**DIRECTIONS FOR THIS TASK**: Every line from the start of the records below to the line containing "assert_eq!(summary.issues_closed, 1);" should be retyped exactly, that line included, and no others.

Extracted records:
---
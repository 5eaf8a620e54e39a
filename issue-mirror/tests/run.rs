//! Full runs through `Mirror::run`.

mod common;

use common::{closed_issue, comment, issue, Action, FakeService, ADMIN};
use issue_mirror::Operations;

fn everything(selector: &str) -> Operations {
    Operations {
        notifications: true,
        milestones: true,
        labels: true,
        issues: Some(selector.parse().unwrap()),
    }
}

fn populated() -> FakeService {
    FakeService::new()
        .with_milestones(&[1, 3])
        .with_labels(&[("bug", "d73a4a")])
        .with_issue(issue(1, "alice"), vec![comment("bob", "Confirmed", 2)])
        .with_issue(closed_issue(2, "bob", Some("alice")), Vec::new())
}

#[tokio::test]
async fn synchronizers_run_in_fixed_order() {
    let service = populated();
    let mirror = service.mirror(&["alice", "bob"], false);

    let summary = mirror.run(&everything("1-2")).await.unwrap();

    let mut phases: Vec<&str> = service
        .calls()
        .iter()
        .map(|call| match call.action {
            Action::UpdateSubscription { .. } => "notifications",
            Action::CreateMilestone { .. } | Action::DeleteMilestone { .. } => "milestones",
            Action::CreateLabel { .. } => "labels",
            _ => "issues",
        })
        .collect();
    phases.dedup();
    assert_eq!(phases, vec!["notifications", "milestones", "labels", "issues"]);

    assert_eq!(summary.notifications_suppressed, 3);
    assert_eq!(summary.milestones_created, 2);
    assert_eq!(summary.placeholders_materialized, 1);
    assert_eq!(summary.labels_created, 1);
    assert_eq!(summary.issues_migrated, 2);
    assert_eq!(summary.comments_replicated, 1);
    assert_eq!(summary.issues_closed, 1);
    assert_eq!(summary.pacing_waits, mirror.pacer().waits());
    assert!(!summary.has_failures());
}

#[tokio::test]
async fn every_collaborator_ignores_the_mirror() {
    let service = FakeService::new();
    let mirror = service.mirror(&["alice", "bob"], false);
    let operations = Operations {
        notifications: true,
        ..Default::default()
    };

    let summary = mirror.run(&operations).await.unwrap();

    let logins: Vec<String> = service
        .calls()
        .into_iter()
        .filter(|call| call.action == Action::UpdateSubscription { ignored: true })
        .map(|call| call.login)
        .collect();
    assert_eq!(logins, vec![ADMIN, "alice", "bob"]);
    assert_eq!(summary.notifications_suppressed, 3);
    assert_eq!(summary.pacing_waits, 3);
}

#[tokio::test]
async fn missing_milestones_do_not_stop_later_synchronizers() {
    let service = FakeService::new()
        .with_labels(&[("bug", "d73a4a")])
        .with_issue(issue(1, "alice"), Vec::new());
    let mirror = service.mirror(&["alice"], false);
    let operations = Operations {
        notifications: false,
        ..everything("1")
    };

    let summary = mirror.run(&operations).await.unwrap();

    assert!(summary.milestone_failure.is_some());
    assert!(summary.has_failures());
    assert_eq!(summary.labels_created, 1);
    assert_eq!(summary.issues_migrated, 1);
    assert!(service.state().milestones.is_empty());
}

#[tokio::test]
async fn dry_run_of_everything_mutates_nothing() {
    let live = populated();
    let live_mirror = live.mirror(&["alice", "bob"], false);
    let live_summary = live_mirror.run(&everything("1-2")).await.unwrap();

    let dry = populated();
    let dry_mirror = dry.mirror(&["alice", "bob"], true);
    let dry_summary = dry_mirror.run(&everything("1-2")).await.unwrap();

    assert!(dry.calls().is_empty());
    assert_eq!(dry.reads(), live.reads());
    assert!(dry_summary.dry_run);
    assert_eq!(dry_summary.pacing_waits, live_summary.pacing_waits);
    assert_eq!(dry_summary.issues_migrated, live_summary.issues_migrated);
    assert!(dry_summary.issues.iter().all(|outcome| outcome.mirror_number.is_none()));
}

#[tokio::test]
async fn fatal_error_stops_the_run() {
    let service = populated().with_issue(issue(3, "mallory"), Vec::new());
    let mirror = service.mirror(&["alice", "bob"], false);

    let result = mirror.run(&everything("1-3")).await;

    assert!(result.is_err());
    assert_eq!(service.state().issues.len(), 2);
}

#[tokio::test(start_paused = true)]
async fn pacing_delay_applies_after_each_write() {
    let service = FakeService::new().with_labels(&[("bug", "d73a4a"), ("docs", "0075ca")]);
    let mirror = {
        use issue_mirror::{Collaborator, IdentityPool, Mirror, MirrorOptions};
        use std::time::Duration;

        let identities =
            IdentityPool::new(ADMIN, [Collaborator::new(ADMIN, service.destination(ADMIN))])
                .unwrap();
        let options = MirrorOptions {
            delay: Duration::from_secs(2),
            ..Default::default()
        };
        Mirror::new(service.source(), identities, options).unwrap()
    };
    let started = tokio::time::Instant::now();

    let operations = Operations {
        labels: true,
        ..Default::default()
    };
    mirror.run(&operations).await.unwrap();

    assert!(started.elapsed() >= std::time::Duration::from_secs(4));
    assert_eq!(mirror.pacer().waits(), 2);
}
---
**EXERCISE RESULT**:
repository 5eaf8a620e54e39a
filename issue-mirror/tests/run.rs
//! Full runs through `Mirror::run`.

mod common;

use common::{closed_issue, comment, issue, Action, FakeService, ADMIN};
use issue_mirror::Operations;

fn everything(selector: &str) -> Operations {
    Operations {
        notifications: true,
        milestones: true,
        labels: true,
        issues: Some(selector.parse().unwrap()),
    }
}

fn populated() -> FakeService {
    FakeService::new()
        .with_milestones(&[1, 3])
        .with_labels(&[("bug", "d73a4a")])
        .with_issue(issue(1, "alice"), vec![comment("bob", "Confirmed", 2)])
        .with_issue(closed_issue(2, "bob", Some("alice")), Vec::new())
}

#[tokio::test]
async fn synchronizers_run_in_fixed_order() {
    let service = populated();
    let mirror = service.mirror(&["alice", "bob"], false);

    let summary = mirror.run(&everything("1-2")).await.unwrap();

    let mut phases: Vec<&str> = service
        .calls()
        .iter()
        .map(|call| match call.action {
            Action::UpdateSubscription { .. } => "notifications",
            Action::CreateMilestone { .. } | Action::DeleteMilestone { .. } => "milestones",
            Action::CreateLabel { .. } => "labels",
            _ => "issues",
        })
        .collect();
    phases.dedup();
    assert_eq!(phases, vec!["notifications", "milestones", "labels", "issues"]);

    assert_eq!(summary.notifications_suppressed, 3);
    assert_eq!(summary.milestones_created, 2);
    assert_eq!(summary.placeholders_materialized, 1);
    assert_eq!(summary.labels_created, 1);
    assert_eq!(summary.issues_migrated, 2);
    assert_eq!(summary.comments_replicated, 1);
    assert_eq!(summary.issues_closed, 1);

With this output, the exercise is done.